#### Saved entries:
-----
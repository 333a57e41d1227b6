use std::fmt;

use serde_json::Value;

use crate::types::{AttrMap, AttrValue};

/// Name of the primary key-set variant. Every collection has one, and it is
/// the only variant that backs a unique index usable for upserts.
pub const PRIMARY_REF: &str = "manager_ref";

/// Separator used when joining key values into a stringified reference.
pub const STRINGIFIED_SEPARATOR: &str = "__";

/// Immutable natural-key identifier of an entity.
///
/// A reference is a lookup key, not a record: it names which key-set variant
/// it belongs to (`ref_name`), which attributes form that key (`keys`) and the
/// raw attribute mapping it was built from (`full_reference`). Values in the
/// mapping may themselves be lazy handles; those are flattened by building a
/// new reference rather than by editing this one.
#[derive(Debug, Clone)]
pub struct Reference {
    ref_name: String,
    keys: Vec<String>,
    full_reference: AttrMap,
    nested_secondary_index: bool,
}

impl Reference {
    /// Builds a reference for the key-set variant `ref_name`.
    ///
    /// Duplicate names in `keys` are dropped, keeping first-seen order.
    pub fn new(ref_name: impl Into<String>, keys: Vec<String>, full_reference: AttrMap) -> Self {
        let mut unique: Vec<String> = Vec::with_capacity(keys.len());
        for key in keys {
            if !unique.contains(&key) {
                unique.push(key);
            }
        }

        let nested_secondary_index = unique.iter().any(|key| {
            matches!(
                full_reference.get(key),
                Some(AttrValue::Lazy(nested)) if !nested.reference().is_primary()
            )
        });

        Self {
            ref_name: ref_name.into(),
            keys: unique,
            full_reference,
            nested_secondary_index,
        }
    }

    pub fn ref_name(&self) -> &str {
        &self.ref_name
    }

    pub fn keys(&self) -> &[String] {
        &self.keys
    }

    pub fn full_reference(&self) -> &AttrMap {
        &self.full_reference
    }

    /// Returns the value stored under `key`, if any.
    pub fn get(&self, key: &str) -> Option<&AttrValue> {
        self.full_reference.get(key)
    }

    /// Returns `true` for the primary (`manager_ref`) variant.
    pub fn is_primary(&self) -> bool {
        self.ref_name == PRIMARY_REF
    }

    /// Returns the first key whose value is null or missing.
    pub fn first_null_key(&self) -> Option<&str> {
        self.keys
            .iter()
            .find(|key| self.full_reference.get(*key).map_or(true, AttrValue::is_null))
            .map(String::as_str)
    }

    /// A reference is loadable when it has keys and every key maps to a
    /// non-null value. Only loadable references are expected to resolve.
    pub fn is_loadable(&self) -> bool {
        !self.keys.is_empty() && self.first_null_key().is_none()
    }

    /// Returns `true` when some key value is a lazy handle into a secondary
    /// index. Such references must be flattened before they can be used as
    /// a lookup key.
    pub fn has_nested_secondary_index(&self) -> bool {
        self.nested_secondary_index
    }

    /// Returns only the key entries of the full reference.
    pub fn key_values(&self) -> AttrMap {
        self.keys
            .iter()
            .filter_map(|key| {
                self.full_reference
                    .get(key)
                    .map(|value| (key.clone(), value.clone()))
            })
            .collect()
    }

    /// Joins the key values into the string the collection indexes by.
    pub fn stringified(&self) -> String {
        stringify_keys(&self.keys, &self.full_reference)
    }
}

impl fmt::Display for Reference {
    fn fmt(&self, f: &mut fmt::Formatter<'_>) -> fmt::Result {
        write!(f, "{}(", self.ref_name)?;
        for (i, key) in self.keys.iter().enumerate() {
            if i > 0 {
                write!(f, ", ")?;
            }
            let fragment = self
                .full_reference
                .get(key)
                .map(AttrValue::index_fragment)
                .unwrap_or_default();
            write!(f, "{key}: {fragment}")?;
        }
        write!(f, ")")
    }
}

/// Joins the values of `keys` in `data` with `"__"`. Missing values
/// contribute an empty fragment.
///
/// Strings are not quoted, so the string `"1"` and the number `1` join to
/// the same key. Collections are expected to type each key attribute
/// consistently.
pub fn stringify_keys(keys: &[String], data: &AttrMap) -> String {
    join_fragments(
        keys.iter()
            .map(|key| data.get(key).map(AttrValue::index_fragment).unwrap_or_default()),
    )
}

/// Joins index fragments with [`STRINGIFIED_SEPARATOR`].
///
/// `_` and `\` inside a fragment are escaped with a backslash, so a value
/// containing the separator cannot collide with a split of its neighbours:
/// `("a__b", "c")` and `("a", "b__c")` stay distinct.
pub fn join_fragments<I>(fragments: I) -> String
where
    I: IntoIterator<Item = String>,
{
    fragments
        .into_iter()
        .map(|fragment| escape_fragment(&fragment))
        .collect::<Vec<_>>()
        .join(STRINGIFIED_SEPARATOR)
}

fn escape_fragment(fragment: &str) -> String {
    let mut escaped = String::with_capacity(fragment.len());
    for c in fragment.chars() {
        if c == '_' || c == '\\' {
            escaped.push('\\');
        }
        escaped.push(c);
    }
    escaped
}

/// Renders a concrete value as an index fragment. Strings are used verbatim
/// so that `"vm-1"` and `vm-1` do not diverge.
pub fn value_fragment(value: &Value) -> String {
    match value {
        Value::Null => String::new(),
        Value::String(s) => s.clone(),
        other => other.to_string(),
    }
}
-----
#### WORK TO COMPLETE:
All of the entries above should be written out verbatim.

#### THE ANSWER:
repository 333a57e41d1227b6
use std::fmt;

use serde_json::Value;

use crate::types::{AttrMap, AttrValue};

/// Name of the primary key-set variant. Every collection has one, and it is
/// the only variant that backs a unique index usable for upserts.
pub const PRIMARY_REF: &str = "manager_ref";

/// Separator used when joining key values into a stringified reference.
pub const STRINGIFIED_SEPARATOR: &str = "__";

/// Immutable natural-key identifier of an entity.
///
/// A reference is a lookup key, not a record: it names which key-set variant
/// it belongs to (`ref_name`), which attributes form that key (`keys`) and the
/// raw attribute mapping it was built from (`full_reference`). Values in the
/// mapping may themselves be lazy handles; those are flattened by building a
/// new reference rather than by editing this one.
#[derive(Debug, Clone)]
pub struct Reference {
    ref_name: String,
    keys: Vec<String>,
    full_reference: AttrMap,
    nested_secondary_index: bool,
}

impl Reference {
    /// Builds a reference for the key-set variant `ref_name`.
    ///
    /// Duplicate names in `keys` are dropped, keeping first-seen order.
    pub fn new(ref_name: impl Into<String>, keys: Vec<String>, full_reference: AttrMap) -> Self {
        let mut unique: Vec<String> = Vec::with_capacity(keys.len());
        for key in keys {
            if !unique.contains(&key) {
                unique.push(key);
            }
        }

        let nested_secondary_index = unique.iter().any(|key| {
            matches!(
                full_reference.get(key),
                Some(AttrValue::Lazy(nested)) if !nested.reference().is_primary()
            )
        });

        Self {
            ref_name: ref_name.into(),
            keys: unique,
            full_reference,
            nested_secondary_index,
        }
    }

    pub fn ref_name(&self) -> &str {
        &self.ref_name
    }

    pub fn keys(&self) -> &[String] {
        &self.keys
    }

    pub fn full_reference(&self) -> &AttrMap {
        &self.full_reference
    }

    /// Returns the value stored under `key`, if any.
    pub fn get(&self, key: &str) -> Option<&AttrValue> {
        self.full_reference.get(key)
    }

    /// Returns `true` for the primary (`manager_ref`) variant.
    pub fn is_primary(&self) -> bool {
        self.ref_name == PRIMARY_REF
    }

    /// Returns the first key whose value is null or missing.
    pub fn first_null_key(&self) -> Option<&str> {
        self.keys
            .iter()
            .find(|key| self.full_reference.get(*key).map_or(true, AttrValue::is_null))
            .map(String::as_str)
    }

    /// A reference is loadable when it has keys and every key maps to a
    /// non-null value. Only loadable references are expected to resolve.
    pub fn is_loadable(&self) -> bool {
        !self.keys.is_empty() && self.first_null_key().is_none()
    }

    /// Returns `true` when some key value is a lazy handle into a secondary
    /// index. Such references must be flattened before they can be used as
    /// a lookup key.
    pub fn has_nested_secondary_index(&self) -> bool {
        self.nested_secondary_index
    }

    /// Returns only the key entries of the full reference.
    pub fn key_values(&self) -> AttrMap {
        self.keys
            .iter()
            .filter_map(|key| {
                self.full_reference
                    .get(key)
                    .map(|value| (key.clone(), value.clone()))
            })
            .collect()
    }

    /// Joins the key values into the string the collection indexes by.
    pub fn stringified(&self) -> String {
        stringify_keys(&self.keys, &self.full_reference)
    }
}

impl fmt::Display for Reference {
    fn fmt(&self, f: &mut fmt::Formatter<'_>) -> fmt::Result {
        write!(f, "{}(", self.ref_name)?;
        for (i, key) in self.keys.iter().enumerate() {
            if i > 0 {
                write!(f, ", ")?;
            }
            let fragment = self
                .full_reference
                .get(key)
                .map(AttrValue::index_fragment)
                .unwrap_or_default();
            write!(f, "{key}: {fragment}")?;
        }
        write!(f, ")")
    }
}

/// Joins the values of `keys` in `data` with `"__"`. Missing values
/// contribute an empty fragment.
///
/// Strings are not quoted, so the string `"1"` and the number `1` join to
/// the same key. Collections are expected to type each key attribute
/// consistently.
pub fn stringify_keys(keys: &[String], data: &AttrMap) -> String {
    join_fragments(
        keys.iter()
            .map(|key| data.get(key).map(AttrValue::index_fragment).unwrap_or_default()),
    )
}

/// Joins index fragments with [`STRINGIFIED_SEPARATOR`].
///
/// `_` and `\` inside a fragment are escaped with a backslash, so a value
/// containing the separator cannot collide with a split of its neighbours:
/// `("a__b", "c")` and `("a", "b__c")` stay distinct.
pub fn join_fragments<I>(fragments: I) -> String
where
    I: IntoIterator<Item = String>,
{
    fragments
        .into_iter()
        .map(|fragment| escape_fragment(&fragment))
        .collect::<Vec<_>>()
        .join(STRINGIFIED_SEPARATOR)
}

fn escape_fragment(fragment: &str) -> String {
    let mut escaped = String::with_capacity(fragment.len());
    for c in fragment.chars() {
        if c == '_' || c == '\\' {
            escaped.push('\\');
        }
        escaped.push(c);
    }
    escaped
}

/// Renders a concrete value as an index fragment. Strings are used verbatim
/// so that `"vm-1"` and `vm-1` do not diverge.
pub fn value_fragment(value: &Value) -> String {
    match value {
        Value::Null => String::new(),
        Value::String(s) => s.clone(),
        other => other.to_string(),
    }
}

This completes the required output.